--- Provided material Enclosed Below ---

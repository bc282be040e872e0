//! Use-case services over persisted collections.
//!
//! # Responsibility
//! - Own the in-memory collections and run read-modify-persist per command.
//! - Keep UI/FFI layers decoupled from storage details.
//!
//! # Invariants
//! - A rejected command mutates neither memory nor storage.
//! - A failed write never rolls back the in-memory change; it is reported in
//!   a `PersistReport`.

use crate::repo::json::PersistReport;

pub mod exam_service;
pub mod goal_service;
pub mod preference_service;
pub mod task_service;
pub mod tracker;

/// Command result paired with its write outcomes.
#[derive(Debug, Clone, PartialEq)]
pub struct Saved<T> {
    pub value: T,
    pub persist: PersistReport,
}

impl<T> Saved<T> {
    pub fn new(value: T, persist: PersistReport) -> Self {
        Self { value, persist }
    }
}
//! SQLite migration registry and executor.
//!
//! # Invariants
//! - `version` values must remain monotonic.
//! - Applied migration version is mirrored to `PRAGMA user_version`.
//! - All pending migrations apply in one transaction or not at all.

use crate::db::{DbError, DbResult};
use rusqlite::Connection;

#[derive(Debug, Clone, Copy)]
struct Migration {
    version: u32,
    sql: &'static str,
}

const MIGRATIONS: &[Migration] = &[Migration {
    version: 1,
    sql: include_str!("0001_kv_entries.sql"),
}];

/// Returns the latest migration version known by this binary.
pub fn latest_version() -> u32 {
    MIGRATIONS.last().map_or(0, |migration| migration.version)
}

/// Applies all pending migrations on the provided connection.
pub fn apply_migrations(conn: &mut Connection) -> DbResult<()> {
    let current_version = current_user_version(conn)?;
    let latest = latest_version();

    if current_version > latest {
        return Err(DbError::UnsupportedSchemaVersion {
            db_version: current_version,
            latest_supported: latest,
        });
    }

    if current_version == latest {
        return Ok(());
    }

    let tx = conn.transaction()?;
    for migration in MIGRATIONS
        .iter()
        .filter(|migration| migration.version > current_version)
    {
        tx.execute_batch(migration.sql)?;
        tx.execute_batch(&format!("PRAGMA user_version = {};", migration.version))?;
    }
    tx.commit()?;

    Ok(())
}

fn current_user_version(conn: &Connection) -> DbResult<u32> {
    let version = conn.query_row("PRAGMA user_version;", [], |row| row.get::<_, u32>(0))?;
    Ok(version)
}
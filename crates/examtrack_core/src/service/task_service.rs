//! Task use-case service.
//!
//! # Invariants
//! - Task names and dates are trimmed; dates must be valid `YYYY-MM-DD`.
//! - Every mutation writes the whole `tasks` collection.

use crate::engine::progress::{calendar_window, completion_percent, tasks_for_date, CalendarDay};
use crate::model::task::Task;
use crate::repo::json::{load_json, PersistReport, TASKS_KEY};
use crate::repo::kv_repo::KeyValueStore;
use crate::service::Saved;
use crate::util::date::is_valid_iso_date;
use crate::util::id::new_record_id;
use chrono::NaiveDate;
use log::{info, warn};
use std::error::Error;
use std::fmt::{Display, Formatter};

#[derive(Debug, Clone, PartialEq, Eq)]
pub enum TaskServiceError {
    EmptyName,
    EmptyDate,
    InvalidDate(String),
    NotFound(String),
}

impl Display for TaskServiceError {
    fn fmt(&self, f: &mut Formatter<'_>) -> std::fmt::Result {
        match self {
            Self::EmptyName => write!(f, "task name is required"),
            Self::EmptyDate => write!(f, "task date is required"),
            Self::InvalidDate(value) => {
                write!(f, "task date `{value}` is not a valid YYYY-MM-DD date")
            }
            Self::NotFound(id) => write!(f, "task not found: {id}"),
        }
    }
}

impl Error for TaskServiceError {}

pub struct TaskService<S: KeyValueStore> {
    store: S,
    tasks: Vec<Task>,
}

impl<S: KeyValueStore> TaskService<S> {
    pub fn load(store: S) -> Self {
        let mut tasks: Vec<Task> = load_json(&store, TASKS_KEY, Vec::new());
        let mut ids_assigned = 0;
        for task in tasks.iter_mut().filter(|task| task.id.trim().is_empty()) {
            task.id = new_record_id();
            ids_assigned += 1;
        }
        info!(
            "event=task_load module=task status=ok tasks={} ids_assigned={}",
            tasks.len(),
            ids_assigned
        );
        Self { store, tasks }
    }

    pub fn tasks(&self) -> &[Task] {
        &self.tasks
    }

    /// Tasks for the selected calendar day, or all tasks.
    pub fn view(&self, date: Option<&str>) -> Vec<&Task> {
        tasks_for_date(&self.tasks, date)
    }

    /// Completion percent of the same view.
    pub fn progress(&self, date: Option<&str>) -> u8 {
        completion_percent(&self.view(date))
    }

    pub fn calendar(&self, today: NaiveDate, days: u32) -> Vec<CalendarDay> {
        calendar_window(&self.tasks, today, days)
    }

    pub fn add_task(&mut self, name: &str, date: &str) -> Result<Saved<Task>, TaskServiceError> {
        let name = name.trim();
        let date = date.trim();
        let rejection = if name.is_empty() {
            Some(TaskServiceError::EmptyName)
        } else if date.is_empty() {
            Some(TaskServiceError::EmptyDate)
        } else if !is_valid_iso_date(date) {
            Some(TaskServiceError::InvalidDate(date.to_string()))
        } else {
            None
        };
        if let Some(err) = rejection {
            warn!("event=task_add module=task status=rejected reason={err}");
            return Err(err);
        }

        let task = Task::new(name, date);
        self.tasks.push(task.clone());
        let persist = self.persist();
        info!("event=task_add module=task status=ok task_id={}", task.id);
        Ok(Saved::new(task, persist))
    }

    /// Flips `done` and returns the new state.
    pub fn toggle_done(&mut self, id: &str) -> Result<Saved<bool>, TaskServiceError> {
        let task = self
            .tasks
            .iter_mut()
            .find(|task| task.id == id)
            .ok_or_else(|| TaskServiceError::NotFound(id.to_string()))?;
        task.done = !task.done;
        let done = task.done;
        let persist = self.persist();
        info!("event=task_toggle module=task status=ok task_id={id} done={done}");
        Ok(Saved::new(done, persist))
    }

    pub fn remove_task(&mut self, id: &str) -> Result<Saved<Task>, TaskServiceError> {
        let removed = self.take(id)?;
        info!("event=task_remove module=task status=ok task_id={id}");
        Ok(removed)
    }

    /// Removes the task and returns it so the caller can prefill an edit form.
    ///
    /// Re-submitting the form creates a new task with a new id.
    pub fn take_for_edit(&mut self, id: &str) -> Result<Saved<Task>, TaskServiceError> {
        let taken = self.take(id)?;
        info!("event=task_edit module=task status=ok task_id={id}");
        Ok(taken)
    }

    fn take(&mut self, id: &str) -> Result<Saved<Task>, TaskServiceError> {
        let index = self
            .tasks
            .iter()
            .position(|task| task.id == id)
            .ok_or_else(|| TaskServiceError::NotFound(id.to_string()))?;
        let task = self.tasks.remove(index);
        let persist = self.persist();
        Ok(Saved::new(task, persist))
    }

    fn persist(&self) -> PersistReport {
        let mut persist = PersistReport::new();
        persist.save(&self.store, TASKS_KEY, &self.tasks);
        persist
    }
}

--- End of Enclosed Provided material ---

* Activity
What lines in the listing include the string "PRAGMA"? Copy them out.

* Response to this exercise
//! - Applied migration version is mirrored to `PRAGMA user_version`.
        tx.execute_batch(&format!("PRAGMA user_version = {};", migration.version))?;
    let version = conn.query_row("PRAGMA user_version;", [], |row| row.get::<_, u32>(0))?;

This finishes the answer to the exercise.